From: Philosophy and Literature
Volume 35, Number 2, October 2011
pp. 338-347 | 10.1353/phl.2011.0014

In lieu of an abstract, here is a brief excerpt of the content:

With thanks to Prof. Berys Gaut

Contextualism underlies a large part of the modern discussion of art interpretation. It is often accepted by both interpretational monists, who claim that there is always one correct interpretation of any given artwork, and pluralists, who argue that there can be many justified interpretations. It is also often accepted by constructivists, who claim that the interpretative effort of the audience is a part of the creative process that has influence, not only on the interpretation, but also on the artwork itself—i.e., artworks are partially constructed by the audience. Notably, a large number of contextualists actively resist constructivism and endorse one of the other options.

In this paper I will not try to take a stance in the discussion between monists, pluralists, and constructivists, but rather focus on pointing out an issue present within the contextualists' argumentation, and specifically the often used Pierre Menard example. I argue that the current use of this example is underspecified and can make constructivism an inevitable conclusion for all contextualists, even those who argue most fiercely against it. At the very least, this article shows that the popular example should be thoroughly rethought if it is to be useful for contextualists.

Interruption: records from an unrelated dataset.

//! Liveness timer for an open connection.
//!
//! A `PING` goes out every `interval`; after each one the next inbound frame must
//! arrive within `interval / 2` or the connection is considered dead. The two timers
//! never run at the same time:
//!
//! ```text
//! Idle --arm--> Armed --ping due--> ReplyPending --traffic--> Armed
//!                                        |
//!                                        +--deadline--> Idle (connection is killed)
//! ```
use std::time::Duration;

use tokio::time::Instant;

pub const DEFAULT_KEEPALIVE_INTERVAL: Duration = Duration::from_millis(60_000);
/// Intervals below this are accepted but not recommended.
pub const MIN_RECOMMENDED_INTERVAL: Duration = Duration::from_millis(10_000);

#[derive(Debug, Clone, Copy, PartialEq, Eq)]
pub enum KeepaliveState {
    Idle,
    Armed { next_ping: Instant },
    ReplyPending { ping_sent: Instant, deadline: Instant },
}

#[derive(Debug, Clone, Copy, PartialEq, Eq)]
pub enum KeepaliveAction {
    SendPing,
    ReplyTimedOut,
}

#[derive(Debug, Clone)]
pub struct Keepalive {
    interval: Duration,
    reply_timeout: Duration,
    state: KeepaliveState,
}

impl Keepalive {
    pub fn new(interval: Duration) -> Self {
        Self {
            interval,
            reply_timeout: interval / 2,
            state: KeepaliveState::Idle,
        }
    }

    pub fn interval(&self) -> Duration {
        self.interval
    }

    pub fn reply_timeout(&self) -> Duration {
        self.reply_timeout
    }

    pub fn state(&self) -> KeepaliveState {
        self.state
    }

    /// Starts the ping cadence; the first ping is due one interval from `now`.
    pub fn arm(&mut self, now: Instant) {
        self.state = KeepaliveState::Armed {
            next_ping: now + self.interval,
        };
    }

    pub fn disarm(&mut self) {
        self.state = KeepaliveState::Idle;
    }

    /// Any well-formed inbound frame proves liveness. Returns `true` if it
    /// cancelled a pending reply timer.
    pub fn on_traffic(&mut self) -> bool {
        match self.state {
            KeepaliveState::ReplyPending { ping_sent, .. } => {
                self.state = KeepaliveState::Armed {
                    next_ping: ping_sent + self.interval,
                };
                true
            }
            _ => false,
        }
    }

    /// When the driver should next call [`Keepalive::poll`].
    pub fn next_deadline(&self) -> Option<Instant> {
        match self.state {
            KeepaliveState::Idle => None,
            KeepaliveState::Armed { next_ping } => Some(next_ping),
            KeepaliveState::ReplyPending { deadline, .. } => Some(deadline),
        }
    }

    /// Advances the timer to `now`, reporting at most one due action.
    pub fn poll(&mut self, now: Instant) -> Option<KeepaliveAction> {
        match self.state {
            KeepaliveState::Armed { next_ping } if now >= next_ping => {
                self.state = KeepaliveState::ReplyPending {
                    ping_sent: now,
                    deadline: now + self.reply_timeout,
                };
                Some(KeepaliveAction::SendPing)
            }
            KeepaliveState::ReplyPending { deadline, .. } if now >= deadline => {
                self.state = KeepaliveState::Idle;
                Some(KeepaliveAction::ReplyTimedOut)
            }
            _ => None,
        }
    }
}

impl Default for Keepalive {
    fn default() -> Self {
        Self::new(DEFAULT_KEEPALIVE_INTERVAL)
    }
}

Contextualists hold that the aesthetic properties of an artwork are partially determined by the history of its production, cultural setting, and other contextual properties. One of the most prominent arguments for this view rests on the case presented in the famously quoted "Pierre Menard, Author of the Quixote" by Borges. As various authors have argued, a text word-by-word identical to Cervantes's Don Quixote written in the twentieth century would have different contextual and therefore different aesthetic properties than the original. Following this, interpretations of these works would have to be different, even though both would have identical noncontextual properties. This implies that contextual properties of artworks should be included in the interpretation.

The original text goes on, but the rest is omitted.